The idea of a garden as "art" may not seem that far afield, but the idea of a garden as "modern art" or perhaps "contemporary art" may require a bit more work. Yet in FIVE SEASONS: THE GARDENS OF PIET OUDOLF, we meet a man -- the titular Mr. Oudolf, a landscape designer by trade -- who has spent his adult life creating just such garden art, from its initial design and, yes, "architecture," to the finished, blooming then fading result. (The garden, after all, is a year-long thing.) As shown to us by director/ producer/cinematog-rapher/co-editor Thomas Piper (shown below), the documentary is quiet, leisurely (even as it globe-hops all over the place) and generally interesting, especially, of course, for those viewers who love a garden.

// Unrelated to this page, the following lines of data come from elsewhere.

//! Guardian notifications
//!
//! Recognition notices are sent after the attendance transaction commits.
//! A failed notice is logged and counted, never propagated.

use rollcall_common::db::{NewNotification, Notification, NotificationKind, Student};
use rollcall_common::{Error, Result};
use serde::Serialize;
use sqlx::SqlitePool;
use tracing::warn;

use crate::db::notifications;
use crate::services::attendance_writer::MarkedAttendance;

/// Tally of one dispatch run
#[derive(Debug, Clone, Copy, Default, PartialEq, Eq, Serialize)]
#[serde(rename_all = "camelCase")]
pub struct DispatchReport {
    pub sent: usize,
    pub without_guardian: usize,
    pub failed: usize,
}

/// Notice telling `guardian_id` that `student` was auto-marked present
pub fn recognition_notice(student: &Student, guardian_id: i64) -> NewNotification {
    NewNotification {
        user_id: guardian_id,
        kind: NotificationKind::Attendance,
        title: format!("{} marked present", student.first_name),
        message: format!(
            "{} was automatically marked present using facial recognition",
            student.full_name()
        ),
        student_id: Some(student.id),
    }
}

/// One notice per created entry whose student has a guardian
pub async fn dispatch_recognition_notices(
    pool: &SqlitePool,
    marked: &[MarkedAttendance],
) -> DispatchReport {
    let mut report = DispatchReport::default();

    for entry in marked {
        let Some(guardian_id) = entry.student.parent_id else {
            report.without_guardian += 1;
            continue;
        };

        match notifications::create_notification(pool, &recognition_notice(&entry.student, guardian_id)).await {
            Ok(_) => report.sent += 1,
            Err(e) => {
                warn!(
                    student_id = entry.student.id,
                    guardian_id,
                    error = %e,
                    "Failed to send attendance notification"
                );
                report.failed += 1;
            }
        }
    }

    report
}

pub async fn list_for_user(pool: &SqlitePool, user_id: i64) -> Result<Vec<Notification>> {
    notifications::list_for_user(pool, user_id).await
}

/// Mark one notification read and return it
pub async fn mark_read(pool: &SqlitePool, id: i64) -> Result<Notification> {
    if !notifications::mark_read(pool, id).await? {
        return Err(Error::NotFound(format!("Notification not found: {}", id)));
    }

    notifications::get_notification(pool, id)
        .await?
        .ok_or_else(|| Error::NotFound(format!("Notification not found: {}", id)))
}

#[cfg(test)]
mod tests {
    use super::*;
    use chrono::Utc;

    #[test]
    fn test_recognition_notice_text() {
        let student = Student {
            id: 2,
            student_code: "STU002".to_string(),
            user_id: None,
            first_name: "Sarah".to_string(),
            last_name: "Chen".to_string(),
            grade: "10".to_string(),
            section: "A".to_string(),
            parent_id: Some(7),
            profile_image: None,
            face_template: None,
            is_active: true,
            created_at: Utc::now(),
        };

        let notice = recognition_notice(&student, 7);
        assert_eq!(notice.user_id, 7);
        assert_eq!(notice.kind, NotificationKind::Attendance);
        assert_eq!(notice.title, "Sarah marked present");
        assert_eq!(
            notice.message,
            "Sarah Chen was automatically marked present using facial recognition"
        );
        assert_eq!(notice.student_id, Some(2));
    }
}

From The Netherlands (Oudolf's home base) to New York City and the High Line and Battery and Botanical Gardens to Chicago, Germany, the UK and Belgium, then off to Texas to look at wildflowers and wolf down some barbecue, Piper globe trots near constantly, as we see much of Oudolf's work, hear his ideas and watch as they're put to use. (The man himself is shown above and below.)

Perhaps more important even than their artistic merit or beauty is the fact that his designs also protect the environment and the species that inhabit it.

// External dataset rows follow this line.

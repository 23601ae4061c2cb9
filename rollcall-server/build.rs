//! Build script for rollcall-server
//!
//! Captures build identification logged at startup:
//! git commit hash (short form), build timestamp and build profile.

use std::process::Command;

fn main() {
    let git_hash = Command::new("git")
        .args(["rev-parse", "--short=8", "HEAD"])
        .output()
        .ok()
        .filter(|output| output.status.success())
        .and_then(|output| String::from_utf8(output.stdout).ok())
        .map(|s| s.trim().to_string())
        .unwrap_or_else(|| "unknown".to_string());

    // ISO 8601 with local offset, e.g. 2025-10-26T14:30:45-05:00
    let build_timestamp = chrono::Local::now().to_rfc3339_opts(chrono::SecondsFormat::Secs, false);

    let profile = std::env::var("PROFILE").unwrap_or_else(|_| "unknown".to_string());

    println!("cargo:rustc-env=GIT_HASH={}", git_hash);
    println!("cargo:rustc-env=BUILD_TIMESTAMP={}", build_timestamp);
    println!("cargo:rustc-env=BUILD_PROFILE={}", profile);
}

Oddest among all that we see are probably Oudolf's initial drawings for a project, a sample of which is shown below. These are described by others in the film as "sexy," "elegant" and "genuine," looking themselves like some kind of contemporary art.

Along the way, we hear a number of Oudolf's ideas on color ("Brown is as important as any other color in the garden"), the garden as theater ("I put plants on stage and let them perform") and aging and the life cycle ("I won't come back, but the plants will").

While TrustMovies was not bored by this film, he must admit that his own eye did not pick up on much that Oudolf says and does. Often pretty and colorful, these particular gardens still seem like mostly a jumble to me. Your eye may read things differently. In any case, the film is nowhere near as unusual and riveting as was the 2016 delight, Portrait of a Garden.

In archival photos early on, we see Oudolf, his wife Anja and their two children. Anja seems to have stuck around, but of those two kids, we hear and see nothing further.

The documentary offers time passing but little sense of goal or destination. But if, as they say (and with which I am sure Oudolf would agree), "The journey is all," then this fellow ought to be more than satisfied with his blooming career.

From Argot Pictures and running just 75 minutes, Five Seasons: The Gardens of Piet Oudolf opens in New York City at the IFC Center this Wednesday, June 13, and in the following weeks will hit cities across the country. In Chicago, you can see the film on June 15 at the Siskel Film Center. The documentary makes its Los Angeles debut on June 29 at Laemmle's Royal and Playhouse 7. To view all currently scheduled playdates, cities and theaters, click here.

Personal appearances! 
At NYC's IFC Center on Wednesday, June 13, 
Q&As with director Thomas Piper 
and subject Piet Oudolf at the 5:30 and 7:30 shows. 
In Chicago, director Tom Piper will appear in person 
at the Siskel Film Center on June 15, 
and in West Los Angeles, Piper will appear in person 
on Friday, June 29 at the 5:10pm & 7:30pm screenings.